Activity: Note each line in the data below that holds "depth", and copy it.

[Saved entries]
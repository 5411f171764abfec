//! Timestamp parsing shared by domain types

use chrono::{DateTime, NaiveDateTime, Utc};
use serde::{Deserialize, Deserializer};

/// Accepts RFC 3339 timestamps as well as naive ISO timestamps (read as UTC).
/// Anything else becomes `None` rather than failing the whole record.
pub(crate) fn lenient<'de, D>(deserializer: D) -> Result<Option<DateTime<Utc>>, D::Error>
where
    D: Deserializer<'de>,
{
    let raw = Option::<String>::deserialize(deserializer)?;
    Ok(raw.and_then(|s| parse(&s)))
}

fn parse(s: &str) -> Option<DateTime<Utc>> {
    if let Ok(dt) = DateTime::parse_from_rfc3339(s) {
        return Some(dt.with_timezone(&Utc));
    }
    ["%Y-%m-%dT%H:%M:%S%.f", "%Y-%m-%d %H:%M:%S%.f"]
        .iter()
        .find_map(|fmt| NaiveDateTime::parse_from_str(s, fmt).ok())
        .map(|naive| naive.and_utc())
}
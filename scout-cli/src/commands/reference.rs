//! Reference data command handlers

use anyhow::Result;
use clap::Subcommand;
use colored::*;
use serde_json::Value as JsonValue;

use crate::config::Config;

/// Reference data subcommands
#[derive(Subcommand)]
pub enum ReferenceCommands {
    /// List match identifiers
    Matches,
    /// Show catalog and dataset statistics
    Stats,
}

/// Handle reference data commands
pub async fn handle_reference_command(command: ReferenceCommands, config: &Config) -> Result<()> {
    let client = config.client()?;

    match command {
        ReferenceCommands::Matches => {
            let matches = client.list_matches().await?;
            if matches.is_empty() {
                println!("{}", "No matches found.".yellow());
            } else {
                println!("{}", format!("Found {} match(es):", matches.len()).bold());
                for id in matches {
                    println!("  {} {}", "▸".cyan(), id);
                }
            }
        }
        ReferenceCommands::Stats => {
            let stats = client.get_stats().await?;
            println!("{}", "Statistics:".bold());
            print_stats(&stats, 1);
        }
    }
    Ok(())
}

fn print_stats(value: &JsonValue, depth: usize) {
    let indent = "  ".repeat(depth);
    match value {
        JsonValue::Object(map) => {
            for (key, value) in map {
                if value.is_object() {
                    println!("{}{}:", indent, key.cyan());
                    print_stats(value, depth + 1);
                } else {
                    println!("{}{}: {}", indent, key.cyan(), scalar(value));
                }
            }
        }
        other => println!("{}{}", indent, scalar(other)),
    }
}

fn scalar(value: &JsonValue) -> String {
    match value {
        JsonValue::String(s) => s.clone(),
        other => other.to_string(),
    }
}
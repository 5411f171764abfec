//! Configuration module
//!
//! Resolved CLI settings: API location, request timeout and where the login
//! session is kept.

use anyhow::{Context, Result, bail};
use reqwest::Url;
use scout_client::PatternStoreClient;
use std::path::PathBuf;
use std::time::Duration;

/// Session file used when the platform has no config directory
const FALLBACK_SESSION_FILE: &str = ".scout-session.json";

/// CLI configuration
#[derive(Debug, Clone)]
pub struct Config {
    /// Base URL of the pattern store API, including the `/api` prefix
    pub api_url: String,

    /// Per-request timeout
    pub timeout: Duration,

    /// Where the logged-in user is persisted
    pub session_file: PathBuf,
}

impl Config {
    /// Validates raw settings
    ///
    /// The URL must be absolute http(s) and the timeout non-zero. Without an
    /// explicit session file, `<config dir>/scout/session.json` is used.
    pub fn new(api_url: &str, timeout_secs: u64, session_file: Option<PathBuf>) -> Result<Self> {
        let url = Url::parse(api_url).with_context(|| format!("Invalid API URL: {}", api_url))?;
        if !matches!(url.scheme(), "http" | "https") {
            bail!("API URL must use http or https, got '{}'", url.scheme());
        }
        if timeout_secs == 0 {
            bail!("Timeout must be at least one second");
        }

        Ok(Self {
            api_url: api_url.trim_end_matches('/').to_string(),
            timeout: Duration::from_secs(timeout_secs),
            session_file: session_file.unwrap_or_else(default_session_file),
        })
    }

    /// Pattern store client honouring the configured timeout
    pub fn client(&self) -> Result<PatternStoreClient> {
        let http = reqwest::Client::builder()
            .timeout(self.timeout)
            .build()
            .context("Failed to build HTTP client")?;
        Ok(PatternStoreClient::with_client(&self.api_url, http))
    }
}

fn default_session_file() -> PathBuf {
    dirs::config_dir()
        .map(|dir| dir.join("scout").join("session.json"))
        .unwrap_or_else(|| PathBuf::from(FALLBACK_SESSION_FILE))
}
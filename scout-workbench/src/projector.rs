//! Result projector
//!
//! Flattens result records into columns and cells for tabular display.
//! Nested objects become dot paths (`player.name`); arrays stay leaf values
//! and are shown as JSON. The internal `_id` column is never shown.
//!
//! [`columns`] looks at the first record only, so fields that appear only in
//! later records are not shown. [`all_columns`] is the union over every
//! record, in first-seen order, for callers that want everything.

use serde_json::{Map, Value as JsonValue};

/// Internal identifier field excluded from projection
pub const ID_FIELD: &str = "_id";

/// Cell text for null or missing values
pub const PLACEHOLDER: &str = "-";

/// Columns derived from the first record
pub fn columns(results: &[JsonValue]) -> Vec<String> {
    results.first().map(record_columns).unwrap_or_default()
}

/// Columns from every record, in first-seen order
pub fn all_columns(results: &[JsonValue]) -> Vec<String> {
    let mut out: Vec<String> = Vec::new();
    for record in results {
        for column in record_columns(record) {
            if !out.contains(&column) {
                out.push(column);
            }
        }
    }
    out
}

fn record_columns(record: &JsonValue) -> Vec<String> {
    let mut out = Vec::new();
    if let JsonValue::Object(map) = record {
        flatten_keys(map, "", &mut out);
    }
    out.retain(|key| key != ID_FIELD);
    out
}

fn flatten_keys(map: &Map<String, JsonValue>, prefix: &str, out: &mut Vec<String>) {
    for (key, value) in map {
        let full = if prefix.is_empty() {
            key.clone()
        } else {
            format!("{}.{}", prefix, key)
        };
        match value {
            JsonValue::Object(inner) => flatten_keys(inner, &full, out),
            _ => out.push(full),
        }
    }
}

/// Resolves a dot path through `record`, tolerating missing levels
///
/// Numeric segments index into arrays.
pub fn resolve<'a>(record: &'a JsonValue, path: &str) -> Option<&'a JsonValue> {
    path.split('.').try_fold(record, |value, segment| match value {
        JsonValue::Object(map) => map.get(segment),
        JsonValue::Array(items) => segment.parse::<usize>().ok().and_then(|i| items.get(i)),
        _ => None,
    })
}

/// Text for one cell
///
/// Null and missing values become [`PLACEHOLDER`]; arrays and objects are
/// written as compact JSON; strings, numbers and booleans pass through.
pub fn format_value(record: &JsonValue, path: &str) -> String {
    match resolve(record, path) {
        None | Some(JsonValue::Null) => PLACEHOLDER.to_string(),
        Some(JsonValue::String(s)) => s.clone(),
        Some(value @ (JsonValue::Array(_) | JsonValue::Object(_))) => value.to_string(),
        Some(scalar) => scalar.to_string(),
    }
}

/// Cells of one record for the given columns
pub fn row(record: &JsonValue, columns: &[String]) -> Vec<String> {
    columns.iter().map(|c| format_value(record, c)).collect()
}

Task output:
fn print_stats(value: &JsonValue, depth: usize) {
    let indent = "  ".repeat(depth);
                    print_stats(value, depth + 1);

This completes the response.